» EXERCISE OBJECTIVE
Quote every line from the top of the listing down to and including the line that contains "use crate::reconcile::Reconciler;".

» RAW DATA
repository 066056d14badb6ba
use std::sync::Arc;

use tokio::sync::watch;
use tokio::task::JoinHandle;
use tracing::{error, info, warn};

use anchor_ledger::{LedgerError, LedgerGateway};
use anchor_queue::MessageQueue;
use anchor_store::{DocumentStore, StoreResult};
use anchor_types::{Record, RecordFields, RecordId, VerificationStatus};

use crate::config::{ObserverConfig, ReconcileConfig, WorkerConfig};
use crate::error::{PublishError, UpdateError, VerifyError};
use crate::observer::EventObserver;
use crate::publisher::AnchorPublisher;
use crate::reconcile::Reconciler;
use crate::verifier::Verifier;
use crate::worker::AnchorWorker;

/// Result of storing a new record version.
#[derive(Debug)]
pub enum UpdateOutcome {
    /// Stored, and its anchor request is on the queue.
    Published(Record),
    /// Stored, but the anchor request could not be enqueued. The record
    /// stays unanchored until a reconciliation sweep republishes it.
    Pending { record: Record, error: PublishError },
}

impl UpdateOutcome {
    pub fn record(&self) -> &Record {
        match self {
            Self::Published(record) | Self::Pending { record, .. } => record,
        }
    }
}

/// One anchoring deployment: a document store, a queue, and a ledger
/// gateway, plus the policies of the background tasks that connect them.
pub struct AnchorNode {
    store: Arc<dyn DocumentStore>,
    queue: Arc<dyn MessageQueue>,
    gateway: Arc<LedgerGateway>,
    topic: String,
    worker_config: WorkerConfig,
    observer_config: ObserverConfig,
    reconcile_config: ReconcileConfig,
}

impl AnchorNode {
    pub fn new(
        store: Arc<dyn DocumentStore>,
        queue: Arc<dyn MessageQueue>,
        gateway: Arc<LedgerGateway>,
        topic: impl Into<String>,
    ) -> Self {
        Self {
            store,
            queue,
            gateway,
            topic: topic.into(),
            worker_config: WorkerConfig::default(),
            observer_config: ObserverConfig::default(),
            reconcile_config: ReconcileConfig::default(),
        }
    }

    pub fn with_worker_config(mut self, config: WorkerConfig) -> Self {
        self.worker_config = config;
        self
    }

    pub fn with_observer_config(mut self, config: ObserverConfig) -> Self {
        self.observer_config = config;
        self
    }

    pub fn with_reconcile_config(mut self, config: ReconcileConfig) -> Self {
        self.reconcile_config = config;
        self
    }

    // ---- Accessors ----

    pub fn store(&self) -> &Arc<dyn DocumentStore> {
        &self.store
    }

    pub fn gateway(&self) -> &Arc<LedgerGateway> {
        &self.gateway
    }

    pub fn topic(&self) -> &str {
        &self.topic
    }

    pub fn publisher(&self) -> AnchorPublisher {
        AnchorPublisher::new(self.queue.clone(), self.topic.clone())
    }

    pub fn worker(&self) -> AnchorWorker {
        AnchorWorker::new(
            self.queue.clone(),
            self.gateway.clone(),
            self.topic.clone(),
            self.worker_config.clone(),
        )
    }

    pub fn verifier(&self) -> Verifier {
        Verifier::new(self.store.clone(), self.gateway.clone())
    }

    pub fn reconciler(&self) -> Reconciler {
        Reconciler::new(self.store.clone(), self.gateway.clone(), self.publisher())
    }

    pub fn observer(&self) -> Result<EventObserver, LedgerError> {
        EventObserver::start(&self.gateway, &self.observer_config.event)
    }

    // ---- Record operations ----

    /// Store a new record version and request its anchoring.
    ///
    /// Fields that could never be anchored are refused before storing. A
    /// store failure is returned as an error. A publish failure is not:
    /// the record is already stored, so it is reported as
    /// [`UpdateOutcome::Pending`].
    pub async fn record_update(&self, fields: RecordFields) -> Result<UpdateOutcome, UpdateError> {
        fields.validate()?;
        let id = self.store.insert(fields.clone()).await?;
        let record = Record::new(id, fields);
        match self.publisher().publish(&record).await {
            Ok(()) => Ok(UpdateOutcome::Published(record)),
            Err(error) => Ok(UpdateOutcome::Pending { record, error }),
        }
    }

    pub async fn find(&self, identifier: &RecordId) -> StoreResult<Option<Record>> {
        self.store.find(identifier).await
    }

    pub async fn verify(&self, identifier: &RecordId) -> Result<VerificationStatus, VerifyError> {
        self.verifier().verify_record(identifier).await
    }

    // ---- Background tasks ----

    /// Start the worker, plus the observer and reconciler when configured.
    pub fn spawn(&self) -> NodeHandle {
        let (shutdown, rx) = watch::channel(false);
        let mut tasks = Vec::new();

        let worker = self.worker();
        let worker_rx = rx.clone();
        tasks.push((
            "worker",
            tokio::spawn(async move {
                if let Err(e) = worker.run(worker_rx).await {
                    error!(error = %e, "anchor worker stopped on queue error");
                }
            }),
        ));

        if self.observer_config.enabled {
            match self.observer() {
                Ok(observer) => {
                    let observer_rx = rx.clone();
                    tasks.push((
                        "observer",
                        tokio::spawn(async move {
                            observer.run(observer_rx).await;
                        }),
                    ));
                }
                Err(e) => warn!(error = %e, "event observer not started"),
            }
        }

        if let Some(interval) = self.reconcile_config.interval() {
            let reconciler = self.reconciler();
            let reconcile_rx = rx.clone();
            tasks.push((
                "reconciler",
                tokio::spawn(async move { reconciler.run(interval, reconcile_rx).await }),
            ));
        }

        info!(tasks = tasks.len(), topic = %self.topic, "anchor node started");
        NodeHandle { shutdown, tasks }
    }
}

/// Running background tasks of an [`AnchorNode`].
pub struct NodeHandle {
    shutdown: watch::Sender<bool>,
    tasks: Vec<(&'static str, JoinHandle<()>)>,
}

impl NodeHandle {
    pub fn task_names(&self) -> Vec<&'static str> {
        self.tasks.iter().map(|(name, _)| *name).collect()
    }

    /// Signal every task to stop and wait for them.
    pub async fn shutdown(self) {
        self.shutdown.send_replace(true);
        for (name, task) in self.tasks {
            if let Err(e) = task.await {
                error!(task = name, error = %e, "background task panicked");
            }
        }
        info!("anchor node stopped");
    }
}
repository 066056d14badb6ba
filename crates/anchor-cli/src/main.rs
use clap::Parser;
use tracing::Level;

mod cli;
mod commands;
mod config;

fn main() -> anyhow::Result<()> {
    let cli = cli::Cli::parse();
    let level = if cli.verbose { Level::DEBUG } else { Level::INFO };
    tracing_subscriber::fmt().with_max_level(level).init();
    commands::run_command(cli)
}
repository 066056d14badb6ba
//! Message queue boundary for the lot anchoring service.
//!
//! Anchor requests travel from the publisher to the anchor worker through a
//! broker that is an external collaborator. The core relies on three
//! capabilities: enqueue on a topic, dequeue the next delivery, and settle
//! a delivery with an ack (done) or a nack (failed, optionally requeued).
//! A delivery that is never settled is redelivered after the consumer's
//! connection is recovered, so consumers must be idempotent.

pub mod error;
pub mod memory;
pub mod traits;

pub use error::{QueueError, QueueResult};
pub use memory::{InMemoryQueue, QueueConfig};
pub use traits::{Delivery, MessageQueue};

/// Topic shared by the anchor publisher and the anchor worker.
pub const ANCHOR_TOPIC: &str = "produtos.lote.update";
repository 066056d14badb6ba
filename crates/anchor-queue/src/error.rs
/// Errors produced by queue operations.
#[derive(Debug, thiserror::Error)]
pub enum QueueError {
    /// The broker could not be reached.
    #[error("queue unavailable: {0}")]
    Unavailable(String),

    /// The queue has been closed and will deliver nothing more.
    #[error("queue is closed")]
    Closed,

    /// Ack or nack for a delivery the queue does not consider outstanding.
    #[error("unknown delivery tag {tag} on topic {topic}")]
    UnknownDelivery { topic: String, tag: u64 },

    /// Payload exceeds the configured limit.
    #[error("payload of {size} bytes exceeds limit of {limit} bytes")]
    PayloadTooLarge { size: usize, limit: usize },

    #[error("queue lock poisoned")]
    LockPoisoned,
}

/// Convenience alias used throughout the queue crate.
pub type QueueResult<T> = std::result::Result<T, QueueError>;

» REPLY
repository 066056d14badb6ba
use std::sync::Arc;

use tokio::sync::watch;
use tokio::task::JoinHandle;
use tracing::{error, info, warn};

use anchor_ledger::{LedgerError, LedgerGateway};
use anchor_queue::MessageQueue;
use anchor_store::{DocumentStore, StoreResult};
use anchor_types::{Record, RecordFields, RecordId, VerificationStatus};

use crate::config::{ObserverConfig, ReconcileConfig, WorkerConfig};
use crate::error::{PublishError, UpdateError, VerifyError};
use crate::observer::EventObserver;
use crate::publisher::AnchorPublisher;
use crate::reconcile::Reconciler;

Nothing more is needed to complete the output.